It’s the bane of a techie’s existence: providing tech support to family and friends, especially at the holidays. But the winners of Microsoft’s Hackathon app think they have a new twist: a remote-access app for smartphones to help out family members.
Family Tech Support is a proposed app that will be submitted to broader review at Microsoft and eventually chief executive Satya Nadella for approval. (The link goes to the team’s page, where you can sign up for further information.) Nicole Berdy and her team beat more than 10,000 other applications at Microsoft’s recent Hackathon, which included more than 68,000 employees, Microsoft said.

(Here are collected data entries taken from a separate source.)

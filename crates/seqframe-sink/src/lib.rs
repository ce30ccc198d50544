//! seqframe Sink - drive cursors and collect what they emit
//!
//! This crate implements the sink layer:
//! - Sequence outputs and samplers
//! - Frame outputs and samplers
//! - Externally driven frame transforms
//! - Convenience extensions for one-shot filtering

pub mod seq_sink;
pub mod frame_sink;
pub mod transform;
pub mod ext;

pub use seq_sink::*;
pub use frame_sink::*;
pub use transform::*;
pub use ext::*;
//! Benchmarks for seqframe filters and sinks

use criterion::{black_box, criterion_group, criterion_main, Criterion};

use seqframe_cursor::FrameCursorExt;
use seqframe_filter::{CumSum, Ewma, FrameFilter, RollingMean};
use seqframe_sink::{FrameOutput, SequenceExt};
use seqframe_test::StreamGenerator;

fn bench_cumsum(c: &mut Criterion) {
    let seq = StreamGenerator::new(3).sequence(10_000).into_shared();

    c.bench_function("cumsum_10k", |b| b.iter(|| black_box(seq.cumsum())));
}

fn bench_rolling_mean(c: &mut Criterion) {
    let seq = StreamGenerator::new(4).sequence(10_000).into_shared();
    let spec = RollingMean::new(32);

    c.bench_function("rolling_mean_32_10k", |b| {
        b.iter(|| black_box(seq.apply(&spec)))
    });
}

fn bench_frame_filter_chain(c: &mut Criterion) {
    let frame = StreamGenerator::new(5).frame(16, 1_000);

    c.bench_function("frame_filter_16_keys", |b| {
        b.iter(|| {
            let filter = FrameFilter::new(frame.cursor()).with_filter(&CumSum);
            let mut sink = FrameOutput::new(filter);
            black_box(sink.run_to_end())
        })
    });

    c.bench_function("frame_filter_ewma_16_keys", |b| {
        b.iter(|| {
            let filter = FrameFilter::new(frame.cursor()).with_filter(&Ewma::new(0.2));
            let mut sink = FrameOutput::new(filter);
            black_box(sink.run_to_end())
        })
    });
}

criterion_group!(
    benches,
    bench_cumsum,
    bench_rolling_mean,
    bench_frame_filter_chain,
);
criterion_main!(benches);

Microsoft already provides options for family members to support friends and family via solutions like Remote Desktop, a fantastic PC-specific solution that allows a trusted computer to remotely access a far-away PC, control it, and solve any problems. (Remote Desktop requires the affected PC to be running Windows 10/11 Pro, however, which is why there are sometimes better third-party solutions.) But what Berdy and her team are proposing is a solution for a smartphone, which is a different track for Microsoft altogether.
Though Microsoft killed off its mobile phone platform, Windows 10 Mobile, at the end of 2019, Microsoft has continued to maintain a strong presence in Android, with numerous versions of its Office apps, Outlook, Bing, and so on. The Windows “Your Phone” app essentially allows a PC to remotely control an Android smartphone, running remote apps and interacting with the screen, as well as placing phone calls and sending texts. It’s likely that the same principles would underlie a Family Tech Support app, either via PC-to-mobile or a straight mobile-to-mobile experience.
The latter is certainly a direction Microsoft is talking about, based on a quote from Rajeshwari Godbole, a developer for Microsoft’s Nuance Dragon Anywhere app. “Whenever I would visit, I would set up the home screen for them with their favorite apps, but then they’d accidentally delete the shortcut, and they’d call me thinking the app was gone and they broke it, or they’d hold the phone with a finger on the volume button and end up putting it on mute and couldn’t hear it ringing anymore, and I just wished I could see the screen to know what was wrong,” Godbole said, referring to interactions with parents and in-laws.
There are already numerous remote-access apps for Android, including TeamViewer and Android-VNC-Viewer. But Microsoft apparently thinks that there might be room to bring its brand and its ecosystem into the space, too — assuming Nadella signs off on it.